C’est pour cette raison que j’ai initié, avec l’ensemble des collectivités, les
deux départements alsaciens, le département de la Moselle, les deux Conseils
régionaux d’Alsace et de Lorraine, le Mémorial d’Alsace-Moselle. Pour porter
cette mémoire. Car elle fait partie de nous. Elle nous constitue.
C’est pour cette raison que nous avons accompli un travail de longue haleine,
jusqu’en Russie, tout particulièrement dans le camp de Tambov.
C’était un geste simple : donner un nom à nos morts, à défaut de pouvoir
leur donner une sépulture. Mais c’est le plus ancien des gestes humains.
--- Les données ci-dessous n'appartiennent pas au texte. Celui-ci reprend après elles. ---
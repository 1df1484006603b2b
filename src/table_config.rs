//! Column layout for the jobs and events tables.

use std::cmp::Ordering;

use crate::constants::{ATTR_DATA_ID, EVENTS_EMPTY_MESSAGE, JOBS_EMPTY_MESSAGE};
use crate::models::Listing;
use crate::utils::{escape_html, DateFormatter};

#[derive(Debug, Clone, PartialEq, Eq)]
pub enum ColumnKind {
    Text,
    /// Displayed through the formatter, sorted by timestamp.
    Date,
    /// Button that opens the details panel for the row.
    RowAction {
        classes: &'static str,
        aria_label_prefix: &'static str,
    },
}

#[derive(Debug, Clone, PartialEq, Eq)]
pub struct Column {
    pub key: &'static str,
    pub title: &'static str,
    pub kind: ColumnKind,
}

#[derive(Debug, Clone, Copy, PartialEq, Eq)]
pub enum SortDirection {
    Asc,
    Desc,
}

#[derive(Debug, Clone, PartialEq, Eq, PartialOrd, Ord)]
pub enum SortKey {
    Number(i64),
    Text(String),
}

#[derive(Debug, Clone, PartialEq, Eq)]
pub struct TableConfig {
    pub columns: Vec<Column>,
    /// `(column index, direction)`, most significant first.
    pub default_order: Vec<(usize, SortDirection)>,
    /// Class the delegated row-action listener matches on.
    pub row_action_class: Option<&'static str>,
    pub empty_message: &'static str,
}

impl Column {
    fn text(key: &'static str, title: &'static str) -> Self {
        Self { key, title, kind: ColumnKind::Text }
    }

    fn date(key: &'static str, title: &'static str) -> Self {
        Self { key, title, kind: ColumnKind::Date }
    }

    pub fn render_cell(&self, value: Option<&str>, row_id: Option<&str>, formatter: &DateFormatter) -> String {
        let value = value.unwrap_or("");
        match &self.kind {
            ColumnKind::Text => format!("<td>{}</td>", escape_html(value)),
            ColumnKind::Date => format!(
                "<td data-order=\"{}\">{}</td>",
                formatter.format_sort_value(value),
                escape_html(&formatter.format_display(value))
            ),
            ColumnKind::RowAction { classes, aria_label_prefix } => {
                let text = escape_html(value);
                format!(
                    "<td><button type=\"button\" class=\"{}\" {}=\"{}\" aria-label=\"{}{}\">{}</button></td>",
                    classes,
                    ATTR_DATA_ID,
                    escape_html(row_id.unwrap_or("")),
                    aria_label_prefix,
                    text,
                    text
                )
            }
        }
    }

    pub fn sort_key(&self, value: Option<&str>, formatter: &DateFormatter) -> SortKey {
        let value = value.unwrap_or("");
        match self.kind {
            ColumnKind::Date => SortKey::Number(formatter.format_sort_value(value)),
            _ => match value.trim().parse::<i64>() {
                Ok(n) => SortKey::Number(n),
                Err(_) => SortKey::Text(value.to_lowercase()),
            },
        }
    }

    pub fn header(&self) -> String {
        format!("<th scope=\"col\">{}</th>", escape_html(self.title))
    }
}

impl TableConfig {
    /// Compare two rows by the default order.
    pub fn compare<L: Listing>(&self, a: &L, b: &L, formatter: &DateFormatter) -> Ordering {
        for (idx, direction) in &self.default_order {
            let Some(column) = self.columns.get(*idx) else {
                continue;
            };
            let ka = column.sort_key(a.field(column.key), formatter);
            let kb = column.sort_key(b.field(column.key), formatter);
            let ord = match direction {
                SortDirection::Asc => ka.cmp(&kb),
                SortDirection::Desc => kb.cmp(&ka),
            };
            if ord != Ordering::Equal {
                return ord;
            }
        }
        Ordering::Equal
    }
}

pub fn jobs_table_config() -> TableConfig {
    TableConfig {
        columns: vec![
            Column::text("noticeNumber", "Notice #"),
            Column::date("announcementDate", "Date"),
            Column::text("commandLocation", "Command and Location"),
            Column::text("grade", "Grade"),
            Column {
                key: "position",
                title: "Position",
                kind: ColumnKind::RowAction {
                    classes: "job-link js-position",
                    aria_label_prefix: "View details for ",
                },
            },
        ],
        default_order: vec![(1, SortDirection::Desc), (0, SortDirection::Desc)],
        row_action_class: Some("js-position"),
        empty_message: JOBS_EMPTY_MESSAGE,
    }
}

pub fn events_table_config() -> TableConfig {
    TableConfig {
        columns: vec![
            Column {
                key: "title",
                title: "Event",
                kind: ColumnKind::RowAction { classes: "js-title", aria_label_prefix: "" },
            },
            Column::date("startDate", "Date"),
            Column::text("location", "Location"),
        ],
        default_order: vec![(1, SortDirection::Asc)],
        row_action_class: Some("js-title"),
        empty_message: EVENTS_EMPTY_MESSAGE,
    }
}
C’est le geste qu’accomplit le fils sur la tombe de son père. Voilà de quoi,
nous Alsaciens et Mosellans, sommes redevables.
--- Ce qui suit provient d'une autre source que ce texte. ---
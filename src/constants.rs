// DOM contract shared by the modal controller and the details panel.
pub const DIALOG_ROLE: &str = "dialog";
pub const BACKDROP_CLASS: &str = "modal-backdrop";
pub const BODY_OPEN_CLASS: &str = "modal-open"; // suppresses background scroll
pub const DEFAULT_CLOSE_CLASS: &str = "details-close";
pub const TEMPORARY_TABINDEX: &str = "-1";

// Attribute names
pub const ATTR_ROLE: &str = "role";
pub const ATTR_ARIA_MODAL: &str = "aria-modal";
pub const ATTR_ARIA_LABELLEDBY: &str = "aria-labelledby";
pub const ATTR_TABINDEX: &str = "tabindex";
pub const ATTR_DATA_ID: &str = "data-id";

// Default page selectors, overridable through `AppConfig`
pub const DEFAULT_LOCALE: &str = "en-US";
pub const DEFAULT_STATUS_SELECTOR: &str = "#status";
pub const DEFAULT_TABLE_SELECTOR: &str = "#listing-table";
pub const DEFAULT_DETAILS_SELECTOR: &str = "#details-panel";

// Status region copy
pub const STATUS_LOADING: &str = "Loading…";
pub const STATUS_LOADED: &str = "Content loaded";
pub const STATUS_ERROR: &str = "Unable to load content";

// Empty-table copy
pub const JOBS_EMPTY_MESSAGE: &str = "There are no open job postings. Check back later.";
pub const EVENTS_EMPTY_MESSAGE: &str = "There are no upcoming events. Check back later.";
Voilà où est la dignité de l’action publique. Si nous n’honorons pas nos morts,
si nous ne réconcilions pas les mémoires, alors à quoi bon faire tout ce que
nous faisons pour gérer le quotidien et préparer l’avenir ?
Je fais partie de ceux qui pensent que le maréchal Foch avait raison lorsqu’il
écrivait : « Parce qu’un homme sans mémoire est un homme sans vie, un peuple
sans mémoire est un peuple sans avenir. »
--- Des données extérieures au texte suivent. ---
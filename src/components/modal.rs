//! Accessible modal dialog controller.
//!
//! Turns an existing element into a transient dialog: backdrop, ARIA
//! attributes, body scroll lock, a document-level keyboard listener and a
//! focus trap.  Every effect applied by [`ModalController::activate`] is
//! undone by [`ModalController::deactivate`], which is a no-op when no
//! session is open.
//!
//! Only one dialog may be open per page; the slot in [`crate::state`]
//! enforces it.

use std::cell::RefCell;
use std::rc::{Rc, Weak};

use crate::constants::{
    ATTR_ARIA_LABELLEDBY, ATTR_ARIA_MODAL, ATTR_ROLE, ATTR_TABINDEX, BACKDROP_CLASS,
    BODY_OPEN_CLASS, DIALOG_ROLE, TEMPORARY_TABINDEX,
};
use crate::dom::{DomHost, KeyOutcome, KeyPress, ListenerId};
use crate::dom_utils;
use crate::errors::ModalError;
use crate::messages::{CloseReason, DialogClosed};
use crate::state::{self, OwnerId, SessionToken};
use crate::{debug_log, warn_log};

pub type CloseObserver = Box<dyn FnMut(&DialogClosed)>;

#[derive(Debug, Clone, Copy, PartialEq, Eq)]
pub enum ModalState {
    Inactive,
    Active,
}

/// An attribute written during activation together with its prior value.
struct AttributeWrite<E> {
    element: E,
    name: &'static str,
    previous: Option<String>,
}

/// Live only while the dialog is open.
struct DialogSession<H: DomHost> {
    token: SessionToken,
    invoker: Option<H::Element>,
    backdrop: Option<H::Element>,
    backdrop_listener: Option<ListenerId>,
    key_listener: Option<ListenerId>,
    writes: Vec<AttributeWrite<H::Element>>,
}

struct Inner<H: DomHost> {
    host: H,
    target: H::Element,
    owner: OwnerId,
    session: RefCell<Option<DialogSession<H>>>,
    observer: RefCell<Option<CloseObserver>>,
}

pub struct ModalController<H: DomHost> {
    inner: Rc<Inner<H>>,
}

impl<H: DomHost> Clone for ModalController<H> {
    fn clone(&self) -> Self {
        Self { inner: self.inner.clone() }
    }
}

/// Non-owning handle, for listeners that must not keep the controller alive.
pub struct WeakModal<H: DomHost> {
    inner: Weak<Inner<H>>,
}

impl<H: DomHost> Clone for WeakModal<H> {
    fn clone(&self) -> Self {
        Self { inner: self.inner.clone() }
    }
}

impl<H: DomHost> WeakModal<H> {
    pub fn upgrade(&self) -> Option<ModalController<H>> {
        self.inner.upgrade().map(|inner| ModalController { inner })
    }
}

impl<H: DomHost> ModalController<H> {
    /// Fails with [`ModalError::Configuration`] when `target` is missing or
    /// not attached to the document.
    pub fn new(host: H, target: Option<H::Element>) -> Result<Self, ModalError> {
        let target = target.ok_or_else(|| {
            ModalError::Configuration("ModalController requires a dialog element".into())
        })?;
        if !host.is_connected(&target) {
            return Err(ModalError::Configuration(
                "ModalController dialog element is not attached to the document".into(),
            ));
        }

        Ok(Self {
            inner: Rc::new(Inner {
                host,
                target,
                owner: state::next_owner_id(),
                session: RefCell::new(None),
                observer: RefCell::new(None),
            }),
        })
    }

    pub fn for_selector(host: H, selector: &str) -> Result<Self, ModalError> {
        let target = host.query(selector);
        if target.is_none() {
            return Err(ModalError::Configuration(format!(
                "no dialog element matches '{}'",
                selector
            )));
        }
        Self::new(host, target)
    }

    pub fn target(&self) -> &H::Element {
        &self.inner.target
    }

    pub fn state(&self) -> ModalState {
        if self.inner.session.borrow().is_some() {
            ModalState::Active
        } else {
            ModalState::Inactive
        }
    }

    pub fn is_active(&self) -> bool {
        self.state() == ModalState::Active
    }

    /// Register the single close observer, replacing any previous one.
    pub fn on_close(&self, observer: CloseObserver) {
        *self.inner.observer.borrow_mut() = Some(observer);
    }

    pub fn downgrade(&self) -> WeakModal<H> {
        WeakModal { inner: Rc::downgrade(&self.inner) }
    }

    /// Open a dialog session.  `invoker` is where focus returns on close;
    /// defaults to the currently focused element.
    ///
    /// Returns [`ModalError::InvariantViolation`] without side effects if any
    /// dialog session is already open.
    pub fn activate(&self, invoker: Option<&H::Element>) -> Result<(), ModalError> {
        let token = state::acquire(self.inner.owner)?;
        let session = self.inner.open(token, invoker.cloned());
        *self.inner.session.borrow_mut() = Some(session);
        Ok(())
    }

    /// Close the current session.  Returns `false` (and does nothing) when
    /// the dialog is not active.
    pub fn deactivate(&self) -> bool {
        Inner::close(&self.inner, CloseReason::Programmatic)
    }
}

impl<H: DomHost> Inner<H> {
    fn open(self: &Rc<Self>, token: SessionToken, invoker: Option<H::Element>) -> DialogSession<H> {
        let host = &self.host;

        // 1. Focus restoration target
        let invoker = invoker.or_else(|| host.active_element());

        let mut session = DialogSession {
            token,
            invoker,
            backdrop: None,
            backdrop_listener: None,
            key_listener: None,
            writes: Vec::new(),
        };

        // 2. Backdrop
        match host.append_overlay(BACKDROP_CLASS) {
            Ok(backdrop) => {
                let weak = Rc::downgrade(self);
                let listener = host.listen_click(
                    &backdrop,
                    Box::new(move || {
                        if let Some(inner) = weak.upgrade() {
                            Inner::close(&inner, CloseReason::Backdrop);
                        }
                    }),
                );
                match listener {
                    Ok(id) => session.backdrop_listener = Some(id),
                    Err(e) => warn_log!("Backdrop click listener not registered: {}", e),
                }
                session.backdrop = Some(backdrop);
            }
            Err(e) => warn_log!("Modal backdrop could not be created: {}", e),
        }

        // 3. Dialog semantics
        self.write_attribute(&mut session, &self.target, ATTR_ROLE, DIALOG_ROLE);
        self.write_attribute(&mut session, &self.target, ATTR_ARIA_MODAL, "true");
        if host.attribute(&self.target, ATTR_ARIA_LABELLEDBY).is_none() {
            if let Some(heading) = dom_utils::first_visible_heading(host, &self.target) {
                let heading_id = match host.attribute(&heading, "id") {
                    Some(id) if !id.is_empty() => id,
                    _ => {
                        let id = format!("modal-heading-{}", self.owner.0);
                        self.write_attribute(&mut session, &heading, "id", &id);
                        id
                    }
                };
                self.write_attribute(&mut session, &self.target, ATTR_ARIA_LABELLEDBY, &heading_id);
            }
        }

        // 4. Scroll lock
        host.add_body_class(BODY_OPEN_CLASS);

        // 5. Keyboard
        let weak = Rc::downgrade(self);
        let listener = host.listen_keydown(Box::new(move |press: &KeyPress| match weak.upgrade() {
            Some(inner) => Inner::handle_key(&inner, press),
            None => KeyOutcome::PassThrough,
        }));
        match listener {
            Ok(id) => session.key_listener = Some(id),
            Err(e) => warn_log!("Modal keyboard listener not registered: {}", e),
        }

        // 6. Initial focus
        if !dom_utils::focus_first_interactive(host, &self.target) {
            warn_log!("Dialog has no focusable content; focusing the dialog container");
            if host.attribute(&self.target, ATTR_TABINDEX).is_none() {
                self.write_attribute(&mut session, &self.target, ATTR_TABINDEX, TEMPORARY_TABINDEX);
            }
            host.focus(&self.target);
        }

        debug_log!("Dialog #{} activated", self.owner.0);
        session
    }

    fn write_attribute(
        &self,
        session: &mut DialogSession<H>,
        element: &H::Element,
        name: &'static str,
        value: &str,
    ) {
        let previous = self.host.attribute(element, name);
        self.host.set_attribute(element, name, value);
        session.writes.push(AttributeWrite { element: element.clone(), name, previous });
    }

    fn handle_key(this: &Rc<Self>, press: &KeyPress) -> KeyOutcome {
        if this.session.borrow().is_none() {
            return KeyOutcome::PassThrough;
        }
        match press.key.as_str() {
            "Escape" => {
                Inner::close(this, CloseReason::Escape);
                KeyOutcome::Handled
            }
            "Tab" => this.trap_tab(press.shift),
            _ => KeyOutcome::PassThrough,
        }
    }

    fn trap_tab(&self, backwards: bool) -> KeyOutcome {
        let focusable = dom_utils::focusable_elements(&self.host, &self.target);
        let (Some(first), Some(last)) = (focusable.first(), focusable.last()) else {
            return KeyOutcome::PassThrough;
        };

        let current = self.host.active_element();
        if backwards && current.as_ref() == Some(first) {
            self.host.focus(last);
            KeyOutcome::Handled
        } else if !backwards && current.as_ref() == Some(last) {
            self.host.focus(first);
            KeyOutcome::Handled
        } else {
            KeyOutcome::PassThrough
        }
    }

    fn close(this: &Rc<Self>, reason: CloseReason) -> bool {
        let Some(session) = this.session.borrow_mut().take() else {
            return false;
        };
        this.teardown(session);
        debug_log!("Dialog #{} closed ({:?})", this.owner.0, reason);

        // The observer runs with no borrow held so it may re-enter.
        let observer = this.observer.borrow_mut().take();
        if let Some(mut observer) = observer {
            observer(&DialogClosed { reason });
            let mut slot = this.observer.borrow_mut();
            if slot.is_none() {
                *slot = Some(observer);
            }
        }
        true
    }

    fn teardown(&self, session: DialogSession<H>) {
        let host = &self.host;
        let DialogSession { token, invoker, backdrop, backdrop_listener, key_listener, writes } =
            session;

        if let Some(id) = key_listener {
            host.unlisten(id);
        }
        if let Some(id) = backdrop_listener {
            host.unlisten(id);
        }
        if let Some(backdrop) = backdrop {
            host.remove_element(&backdrop);
        }

        for write in writes.into_iter().rev() {
            match write.previous {
                Some(value) => host.set_attribute(&write.element, write.name, &value),
                None => host.remove_attribute(&write.element, write.name),
            }
        }

        host.remove_body_class(BODY_OPEN_CLASS);

        if let Some(invoker) = invoker {
            if dom_utils::can_receive_focus(host, &invoker) {
                host.focus(&invoker);
            }
        }

        state::release(token);
    }
}

impl<H: DomHost> Drop for Inner<H> {
    fn drop(&mut self) {
        if let Some(session) = self.session.get_mut().take() {
            self.teardown(session);
        }
    }
}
Lorsque nous tournons notre regard vers le passé, ce n’est pas pour nous
y complaire ni raviver les grandes douleurs que le temps heureusement a
contribué à apaiser.
C’est parce que nous sommes redevables envers ceux qui nous ont précédés.
Ainsi va la vie, et la chaîne des générations. C’est parce qu’ils sont en nous,
avec ce qu’ils ont vécu et éprouvé. Et notre devoir humain, simplement
humain, c’est de porter cette mémoire et de la transmettre.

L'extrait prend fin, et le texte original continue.